**Action item**
Please give the data below again in full, exactly as it stands.

[Data items]

=== Begin Enclosure ===

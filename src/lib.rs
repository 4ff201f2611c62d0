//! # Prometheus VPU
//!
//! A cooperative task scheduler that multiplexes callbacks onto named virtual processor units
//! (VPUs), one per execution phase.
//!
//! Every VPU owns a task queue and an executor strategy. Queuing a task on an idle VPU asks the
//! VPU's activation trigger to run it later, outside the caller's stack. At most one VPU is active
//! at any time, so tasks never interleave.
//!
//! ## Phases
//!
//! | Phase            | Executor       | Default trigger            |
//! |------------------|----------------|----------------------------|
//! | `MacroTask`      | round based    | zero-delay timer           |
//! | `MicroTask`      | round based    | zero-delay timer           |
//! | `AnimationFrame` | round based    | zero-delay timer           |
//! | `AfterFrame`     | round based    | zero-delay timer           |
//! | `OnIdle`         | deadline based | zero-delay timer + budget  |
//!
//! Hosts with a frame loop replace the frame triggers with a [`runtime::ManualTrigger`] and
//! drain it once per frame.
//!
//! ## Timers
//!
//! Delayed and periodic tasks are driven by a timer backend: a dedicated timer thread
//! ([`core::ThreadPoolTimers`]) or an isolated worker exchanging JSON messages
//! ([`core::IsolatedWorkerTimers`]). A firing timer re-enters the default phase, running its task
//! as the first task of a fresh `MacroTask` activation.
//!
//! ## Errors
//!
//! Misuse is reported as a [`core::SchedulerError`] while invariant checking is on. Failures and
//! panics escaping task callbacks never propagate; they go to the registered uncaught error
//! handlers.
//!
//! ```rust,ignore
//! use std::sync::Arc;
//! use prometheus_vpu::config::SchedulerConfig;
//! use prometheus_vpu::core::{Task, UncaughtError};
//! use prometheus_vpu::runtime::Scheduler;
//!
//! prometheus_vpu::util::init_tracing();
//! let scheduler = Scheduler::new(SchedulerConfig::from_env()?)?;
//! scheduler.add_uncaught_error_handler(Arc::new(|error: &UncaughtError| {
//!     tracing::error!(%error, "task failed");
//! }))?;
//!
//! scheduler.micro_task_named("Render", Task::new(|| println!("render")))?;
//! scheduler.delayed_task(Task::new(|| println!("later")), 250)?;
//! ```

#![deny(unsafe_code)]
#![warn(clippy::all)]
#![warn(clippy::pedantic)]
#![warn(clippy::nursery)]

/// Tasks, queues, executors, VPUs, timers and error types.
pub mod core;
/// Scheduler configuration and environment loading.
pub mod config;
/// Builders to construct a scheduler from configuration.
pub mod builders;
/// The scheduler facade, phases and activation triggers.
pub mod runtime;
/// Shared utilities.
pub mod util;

=== End Enclosure ===

**Written answer**
filename src/lib.rs
repository 4ff201f2611c62d0
//! # Prometheus VPU
//!
//! A cooperative task scheduler that multiplexes callbacks onto named virtual processor units
//! (VPUs), one per execution phase.
//!
//! Every VPU owns a task queue and an executor strategy. Queuing a task on an idle VPU asks the
//! VPU's activation trigger to run it later, outside the caller's stack. At most one VPU is active
//! at any time, so tasks never interleave.
//!
//! ## Phases
//!
//! | Phase            | Executor       | Default trigger            |
//! |------------------|----------------|----------------------------|
//! | `MacroTask`      | round based    | zero-delay timer           |
//! | `MicroTask`      | round based    | zero-delay timer           |
//! | `AnimationFrame` | round based    | zero-delay timer           |
//! | `AfterFrame`     | round based    | zero-delay timer           |
//! | `OnIdle`         | deadline based | zero-delay timer + budget  |
//!
//! Hosts with a frame loop replace the frame triggers with a [`runtime::ManualTrigger`] and
//! drain it once per frame.
//!
//! ## Timers
//!
//! Delayed and periodic tasks are driven by a timer backend: a dedicated timer thread
//! ([`core::ThreadPoolTimers`]) or an isolated worker exchanging JSON messages
//! ([`core::IsolatedWorkerTimers`]). A firing timer re-enters the default phase, running its task
//! as the first task of a fresh `MacroTask` activation.
//!
//! ## Errors
//!
//! Misuse is reported as a [`core::SchedulerError`] while invariant checking is on. Failures and
//! panics escaping task callbacks never propagate; they go to the registered uncaught error
//! handlers.
//!
//! ```rust,ignore
//! use std::sync::Arc;
//! use prometheus_vpu::config::SchedulerConfig;
//! use prometheus_vpu::core::{Task, UncaughtError};
//! use prometheus_vpu::runtime::Scheduler;
//!
//! prometheus_vpu::util::init_tracing();
//! let scheduler = Scheduler::new(SchedulerConfig::from_env()?)?;
//! scheduler.add_uncaught_error_handler(Arc::new(|error: &UncaughtError| {
//!     tracing::error!(%error, "task failed");
//! }))?;
//!
//! scheduler.micro_task_named("Render", Task::new(|| println!("render")))?;
//! scheduler.delayed_task(Task::new(|| println!("later")), 250)?;
//! ```

#![deny(unsafe_code)]
#![warn(clippy::all)]
#![warn(clippy::pedantic)]
#![warn(clippy::nursery)]

/// Tasks, queues, executors, VPUs, timers and error types.
pub mod core;
/// Scheduler configuration and environment loading.
pub mod config;
/// Builders to construct a scheduler from configuration.
pub mod builders;
/// The scheduler facade, phases and activation triggers.
pub mod runtime;
/// Shared utilities.
pub mod util;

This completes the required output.